Arrived
September 18, 2018With blossoms bursting on the fruit trees and the year reinventing itself with the spring, it seems a good time to launch a new piece of creative fruit—my second novel, Songwoman. After a long gestation, I’m delighted to present it to you here, nestled among my blood plum blossoms. You can find it in book shops from October 1, 2018.
This novels continues to swim in the waters of Britain’s tumultuous, mystical Iron Age, but is far more grounded in real history than its big sister, Skin. Songwoman covers the period of Roman colonisation spanning AD 47-52, when a powerful and charismatic War King, Caratacus, led a resistance campaign of guerrilla warfare that threatened to de-rail the formidable machine that was the invading Roman army.
So many inspiring thinkers and their ideas have fed into this book. Firstly a Welshman called Gwilym Morus-Baird, who is a scholar of the Welsh Bardic tradition and teaches courses in Welsh mythology. Many a morning I awoke before dawn to listen, enthralled, to his live seminars on the symbolism contained in ancient Welsh texts, such as The Mabinogi and The Book of Taliesin.
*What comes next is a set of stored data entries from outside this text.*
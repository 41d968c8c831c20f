//! DAG and project configuration discovery and loading.
//!
//! A DAG is declared by a root file whose `include:` entries pull in further
//! files, resolved relative to the project root. Loading walks includes
//! depth-first, reads each file once, and merges every `steps:` block into a
//! single mapping.

use crate::config::schema::{DagFile, ProjectConfig};
use crate::error::{Result, StepGraphError};
use crate::runner::{build_graph, DependencyGraph, UnknownDependencyMode};
use std::collections::{BTreeMap, BTreeSet};
use std::fs;
use std::path::{Path, PathBuf};

/// Directory marking a stepgraph project.
pub const PROJECT_DIR: &str = ".stepgraph";

/// Default root DAG file, relative to the project root.
pub const DEFAULT_DAG_PATH: &str = "dag/main.yml";

/// Default completion store, relative to the project root.
pub const DEFAULT_STATE_PATH: &str = ".stepgraph/state.yml";

/// Find the project root by walking up from `start`.
///
/// Looks for:
/// 1. `.stepgraph` directory (primary indicator)
/// 2. `.git` directory (fallback)
pub fn find_project_root(start: &Path) -> Option<PathBuf> {
    let mut current = start.to_path_buf();

    loop {
        if current.join(PROJECT_DIR).is_dir() {
            return Some(current);
        }

        if current.join(".git").exists() {
            return Some(current);
        }

        if !current.pop() {
            return None;
        }
    }
}

/// Path of the project config file.
pub fn project_config_path(project_root: &Path) -> PathBuf {
    project_root.join(PROJECT_DIR).join("config.yml")
}

/// Load `.stepgraph/config.yml`, or defaults when it does not exist.
pub fn load_project_config(project_root: &Path) -> Result<ProjectConfig> {
    let path = project_config_path(project_root);
    let content = match fs::read_to_string(&path) {
        Ok(content) => content,
        Err(e) if e.kind() == std::io::ErrorKind::NotFound => {
            tracing::debug!("No project config at {}", path.display());
            return Ok(ProjectConfig::default());
        }
        Err(e) => return Err(StepGraphError::Io(e)),
    };

    if content.trim().is_empty() {
        return Ok(ProjectConfig::default());
    }

    serde_yaml::from_str(&content).map_err(|e| StepGraphError::ParseError {
        path,
        message: e.to_string(),
    })
}

/// Root DAG path for a project.
///
/// `explicit` is the `--dag` flag or `STEPGRAPH_DAG`; it wins over the
/// project config, which wins over [`DEFAULT_DAG_PATH`]. Relative paths are
/// resolved against the project root.
pub fn resolve_dag_path(
    project_root: &Path,
    explicit: Option<&Path>,
    config: &ProjectConfig,
) -> PathBuf {
    let path = explicit
        .map(Path::to_path_buf)
        .or_else(|| config.dag.clone())
        .unwrap_or_else(|| PathBuf::from(DEFAULT_DAG_PATH));
    project_root.join(path)
}

/// Completion store path for a project.
pub fn resolve_state_path(project_root: &Path, config: &ProjectConfig) -> PathBuf {
    project_root.join(
        config
            .state_file
            .clone()
            .unwrap_or_else(|| PathBuf::from(DEFAULT_STATE_PATH)),
    )
}

/// Parse YAML content into a [`DagFile`].
///
/// `source_path` is used for error reporting.
pub fn parse_dag(content: &str, source_path: &Path) -> Result<DagFile> {
    if content.trim().is_empty() {
        return Ok(DagFile::default());
    }
    serde_yaml::from_str(content).map_err(|e| StepGraphError::ParseError {
        path: source_path.to_path_buf(),
        message: e.to_string(),
    })
}

/// Load a single DAG file.
///
/// # Errors
///
/// Returns `DagNotFound` if the file doesn't exist.
/// Returns `ParseError` if the YAML is invalid.
pub fn load_dag_file(path: &Path) -> Result<DagFile> {
    let content = fs::read_to_string(path).map_err(|e| {
        if e.kind() == std::io::ErrorKind::NotFound {
            StepGraphError::DagNotFound {
                path: path.to_path_buf(),
            }
        } else {
            StepGraphError::Io(e)
        }
    })?;

    parse_dag(&content, path)
}

/// All steps of a DAG and its includes.
#[derive(Debug, Clone, Default)]
pub struct LoadedDag {
    /// Step identifier to declared dependencies.
    pub steps: BTreeMap<String, Vec<String>>,
    /// Step identifier to the file that declared it.
    pub sources: BTreeMap<String, PathBuf>,
    /// Every file read, in load order.
    pub files: Vec<PathBuf>,
}

impl LoadedDag {
    /// Build the validated dependency graph.
    pub fn to_graph(&self, mode: UnknownDependencyMode) -> Result<DependencyGraph> {
        build_graph(
            self.steps
                .iter()
                .map(|(name, deps)| (name.clone(), deps.clone())),
            mode,
        )
    }
}

/// Load the DAG rooted at `root_file`, following includes.
///
/// # Errors
///
/// Returns `DagNotFound` for a missing file, `DuplicateStep` when two files
/// declare the same step, and `ConfigValidationError` for an include cycle.
pub fn load_dag(root_file: &Path, project_root: &Path) -> Result<LoadedDag> {
    let mut loader = DagLoader {
        project_root,
        loaded: BTreeSet::new(),
        stack: Vec::new(),
        dag: LoadedDag::default(),
    };
    loader.load(root_file)?;
    tracing::debug!(
        "Loaded {} step(s) from {} file(s)",
        loader.dag.steps.len(),
        loader.dag.files.len()
    );
    Ok(loader.dag)
}

struct DagLoader<'a> {
    project_root: &'a Path,
    loaded: BTreeSet<PathBuf>,
    stack: Vec<PathBuf>,
    dag: LoadedDag,
}

impl DagLoader<'_> {
    fn load(&mut self, path: &Path) -> Result<()> {
        let key = fs::canonicalize(path).map_err(|e| {
            if e.kind() == std::io::ErrorKind::NotFound {
                StepGraphError::DagNotFound {
                    path: path.to_path_buf(),
                }
            } else {
                StepGraphError::Io(e)
            }
        })?;

        if let Some(start) = self.stack.iter().position(|p| *p == key) {
            let chain: Vec<String> = self.stack[start..]
                .iter()
                .chain(std::iter::once(&key))
                .map(|p| p.display().to_string())
                .collect();
            return Err(StepGraphError::ConfigValidationError {
                message: format!("Include cycle: {}", chain.join(" -> ")),
            });
        }
        if !self.loaded.insert(key.clone()) {
            tracing::debug!("Skipping already loaded {}", path.display());
            return Ok(());
        }

        tracing::debug!("Loading DAG file {}", path.display());
        let file = load_dag_file(path)?;
        self.dag.files.push(path.to_path_buf());

        for (name, deps) in file.steps {
            if let Some(first) = self.dag.sources.get(&name) {
                return Err(StepGraphError::DuplicateStep {
                    step: name,
                    first: first.clone(),
                    second: path.to_path_buf(),
                });
            }
            self.dag.sources.insert(name.clone(), path.to_path_buf());
            self.dag.steps.insert(name, deps.unwrap_or_default());
        }

        self.stack.push(key);
        for include in &file.include {
            let include = self.project_root.join(include);
            self.load(&include)?;
        }
        self.stack.pop();

        Ok(())
    }
}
I was also hugely influenced by the ideas of fellow Victorian, Dr Lynne Kelly, who you may have heard on Richard Fidlar’s Conversations. Lynne has conceptualised a theory of how pre-literate societies held and organised vast knowledge systems in memory and orality. Her book, The Memory Code, gave meaning and purpose to so many seemingly mysterious monuments from the ancient British landscape. Her work was a doorway through which I could walk right into the lives of my Iron Age characters.
As always, my greatest inspiration is the country I live on, the bush, trees, gardens and animals that are my lungs and spirit and animate my every day.
I hope you enjoy Songwoman. Let me know if you do, and go well.